La base è l’articolo 4 del Codice dove è detto chiaro che “Il tempo di relazione è tempo di cura”.
E nel commentario è spiegato tra l’altro a questo articolo, che non può esserci cura senza apprendimento e, nella reciprocità della relazione (proporzione): l’aiuto viene immediatamente ripagato con il rispetto, la gratitudine, la crescita professionale e personale. Solo così non verrà mai a crearsi un vuoto. L’infermiere si fa garante che la persona assistita non sia mai lasciata in abbandono e il tempo che verrà impiegato nella relazione di cura sarà la costante che guiderà il professionista infermiere.
Ma ecco che il concetto ricompare più avanti, al momento di inquadrare i rapporti con gli assistiti, con l’affermazione che il tempo di relazione è tempo di cura, sempre, in ogni momento della vita e che l’infermiere diventare esperto e capace nell’aiutare l’altro attraverso gesti concreti quotidiani di vicinanza che consentano di rielaborare la sofferenza attraverso la premura, l’ascolto, l’attenzione.
E ancora nella comunicazione, con l’affermazione, poi spiegata più profondamente, che la relazione professionista-cittadino, fondamentale per rispondere a bisogni di cura complessi in continua e rapida evoluzione, è uno degli elementi cardine del sistema salute. L’informazione e la comunicazione sono componenti essenziali di questa relazione, che però oggi non può più essere mediata unicamente dai canali di comunicazione più consolidati. In poche parole, si parla degli gli “strumenti” della relazione nello zaino dell’infermiere.

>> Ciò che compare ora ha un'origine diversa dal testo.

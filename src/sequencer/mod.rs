//! Sequencer state - key, mode and the pitch/step grid
//!
//! Grid rows run high-to-low: row 0 is the top pitch of the chromatic
//! sequence and the last row is the root.
use std::sync::{Arc, Mutex, PoisonError};

use rand::Rng;

use crate::config::{clamp_bpm, Settings};
use crate::error::TheoryError;
use crate::generator::{self, GeneratedPattern};
use crate::theory::{build_chromatic, select_degrees, ChromaticSequence, Mode, Pitch, PitchClass};

pub mod playback;
pub mod tempo;

/// MIDI notes to sound on each step.
pub type PatternState = Arc<Mutex<Vec<Vec<u8>>>>;

#[derive(Debug, Clone, Copy, PartialEq, Eq)]
pub struct Cell {
    pub pitch: Pitch,
    pub is_active: bool,
}

#[derive(Debug, Clone, PartialEq, Eq)]
pub struct Grid {
    columns: Vec<Vec<Cell>>,
}

impl Grid {
    pub fn new(chromatic: &ChromaticSequence, step_count: usize) -> Self {
        let column: Vec<Cell> = chromatic
            .pitches()
            .iter()
            .rev()
            .map(|&pitch| Cell {
                pitch,
                is_active: false,
            })
            .collect();

        Self {
            columns: vec![column; step_count],
        }
    }

    /// Fresh grid with one active cell per assigned step.
    pub fn from_pattern(
        chromatic: &ChromaticSequence,
        step_count: usize,
        pattern: &GeneratedPattern,
    ) -> Result<Self, TheoryError> {
        let mut grid = Self::new(chromatic, step_count);
        for &(step, pitch) in &pattern.steps {
            let row = grid.row_of(pitch).ok_or(TheoryError::PitchNotInGrid(pitch))?;
            if let Some(cell) = grid.columns.get_mut(step).and_then(|c| c.get_mut(row)) {
                cell.is_active = true;
            }
        }
        Ok(grid)
    }

    pub fn width(&self) -> usize {
        self.columns.len()
    }

    pub fn height(&self) -> usize {
        self.columns.first().map_or(0, Vec::len)
    }

    pub fn columns(&self) -> &[Vec<Cell>] {
        &self.columns
    }

    pub fn cell(&self, column: usize, row: usize) -> Option<&Cell> {
        self.columns.get(column).and_then(|c| c.get(row))
    }

    pub fn get(&self, column: usize, row: usize) -> bool {
        self.cell(column, row).is_some_and(|c| c.is_active)
    }

    pub fn row_of(&self, pitch: Pitch) -> Option<usize> {
        self.columns
            .first()
            .and_then(|c| c.iter().position(|cell| cell.pitch == pitch))
    }

    /// A copy with a single cell flipped. `None` if the cell does not exist.
    pub fn toggled(&self, column: usize, row: usize) -> Option<Self> {
        self.cell(column, row)?;
        let mut next = self.clone();
        let cell = &mut next.columns[column][row];
        cell.is_active = !cell.is_active;
        Some(next)
    }

    pub fn clear(&mut self) {
        for column in &mut self.columns {
            for cell in column {
                cell.is_active = false;
            }
        }
    }

    pub fn active_pitches(&self, column: usize) -> Vec<Pitch> {
        self.columns
            .get(column)
            .map(|c| c.iter().filter(|cell| cell.is_active).map(|cell| cell.pitch).collect())
            .unwrap_or_default()
    }

    pub fn playback_columns(&self) -> Vec<Vec<u8>> {
        (0..self.width())
            .map(|column| {
                self.active_pitches(column)
                    .into_iter()
                    .filter_map(Pitch::midi_note)
                    .collect()
            })
            .collect()
    }
}

pub struct Sequencer {
    key: PitchClass,
    octave: i32,
    mode: Mode,
    chromatic: ChromaticSequence,
    degrees: Vec<Pitch>,
    grid: Grid,
    pattern_state: PatternState,
    step_count: usize,
    note_count: usize,
    bpm: f32,
}

impl Sequencer {
    pub fn new(settings: &Settings) -> Result<Self, TheoryError> {
        let chromatic = build_chromatic(settings.key, settings.octave);
        let degrees = select_degrees(&chromatic, settings.mode.steps())?;
        let grid = Grid::new(&chromatic, settings.step_count);
        let pattern_state = Arc::new(Mutex::new(grid.playback_columns()));

        Ok(Self {
            key: settings.key,
            octave: settings.octave,
            mode: settings.mode,
            chromatic,
            degrees,
            grid,
            pattern_state,
            step_count: settings.step_count,
            note_count: settings.note_count.clamp(1, settings.mode.steps().len()),
            bpm: clamp_bpm(settings.bpm),
        })
    }

    pub fn key(&self) -> PitchClass {
        self.key
    }

    pub fn octave(&self) -> i32 {
        self.octave
    }

    pub fn mode(&self) -> Mode {
        self.mode
    }

    pub fn chromatic(&self) -> &ChromaticSequence {
        &self.chromatic
    }

    pub fn degrees(&self) -> &[Pitch] {
        &self.degrees
    }

    pub fn grid(&self) -> &Grid {
        &self.grid
    }

    pub fn pattern_state(&self) -> &PatternState {
        &self.pattern_state
    }

    pub fn set_key(&mut self, key: PitchClass) -> Result<(), TheoryError> {
        self.rebuild_pitches(key, self.octave)
    }

    pub fn set_octave(&mut self, octave: i32) -> Result<(), TheoryError> {
        self.rebuild_pitches(self.key, octave)
    }

    /// Keeps the grid; only the highlighted scale degrees change.
    pub fn set_mode(&mut self, mode: Mode) -> Result<(), TheoryError> {
        self.degrees = select_degrees(&self.chromatic, mode.steps())?;
        self.mode = mode;
        tracing::debug!(%mode, degrees = ?self.degrees, "mode changed");
        Ok(())
    }

    /// Nothing changes unless the new pitch set derives cleanly.
    fn rebuild_pitches(&mut self, key: PitchClass, octave: i32) -> Result<(), TheoryError> {
        let chromatic = build_chromatic(key, octave);
        let degrees = select_degrees(&chromatic, self.mode.steps())?;
        self.key = key;
        self.octave = octave;
        self.chromatic = chromatic;
        self.degrees = degrees;
        self.grid = Grid::new(&self.chromatic, self.step_count);
        self.update_pattern_state();
        Ok(())
    }

    pub fn is_on_mode(&self, pitch: Pitch) -> bool {
        self.degrees.contains(&pitch)
    }

    pub fn note_count(&self) -> usize {
        self.note_count
    }

    pub fn set_note_count(&mut self, note_count: usize) {
        self.note_count = note_count.clamp(1, self.degrees.len().max(1));
    }

    pub fn bpm(&self) -> f32 {
        self.bpm
    }

    pub fn set_bpm(&mut self, bpm: f32) {
        self.bpm = clamp_bpm(bpm);
    }

    pub fn toggle(&mut self, column: usize, row: usize) {
        if let Some(grid) = self.grid.toggled(column, row) {
            self.grid = grid;
            self.update_pattern_state();
        }
    }

    pub fn clear(&mut self) {
        self.grid.clear();
        self.update_pattern_state();
    }

    /// Replace the grid with a freshly generated pattern.
    pub fn generate<R: Rng + ?Sized>(&mut self, rng: &mut R) -> Result<GeneratedPattern, TheoryError> {
        let pattern = generator::generate(&self.degrees, self.note_count, self.step_count, rng)?;
        self.grid = Grid::from_pattern(&self.chromatic, self.step_count, &pattern)?;
        self.update_pattern_state();
        Ok(pattern)
    }

    pub fn playback_columns(&self) -> Vec<Vec<u8>> {
        self.grid.playback_columns()
    }

    pub fn update_pattern_state(&mut self) {
        let mut shared = self
            .pattern_state
            .lock()
            .unwrap_or_else(PoisonError::into_inner);
        *shared = self.grid.playback_columns();
    }
}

Così il commentario indica un percorso mai fine a sé stesso. Un percorso che accompagna la nostra professione nel rispetto di un Codice deontologico che ci siamo dati e che è riconosciuto come esempio tra i più avanzati di etica applicata alla professione. Un percorso che ciascuno di noi deve apprendere, metabolizzare, fare suo e sentire dentro di sé nell’essere e nell’agire quotidiano. Un percorso che guida, aiuta, indirizza e accompagna l’infermiere nel suo essere espressione della scienza e della professionalità vicine all’assistito, ai suoi bisogni, alle sue necessità anche sociali.
Il commentario non è quindi un esercizio letterario per spiegare, ma una strada tracciata per guidare, un vero e proprio “navigatore” che indica la rotta nell’etica e nella deontologia della nostra professione.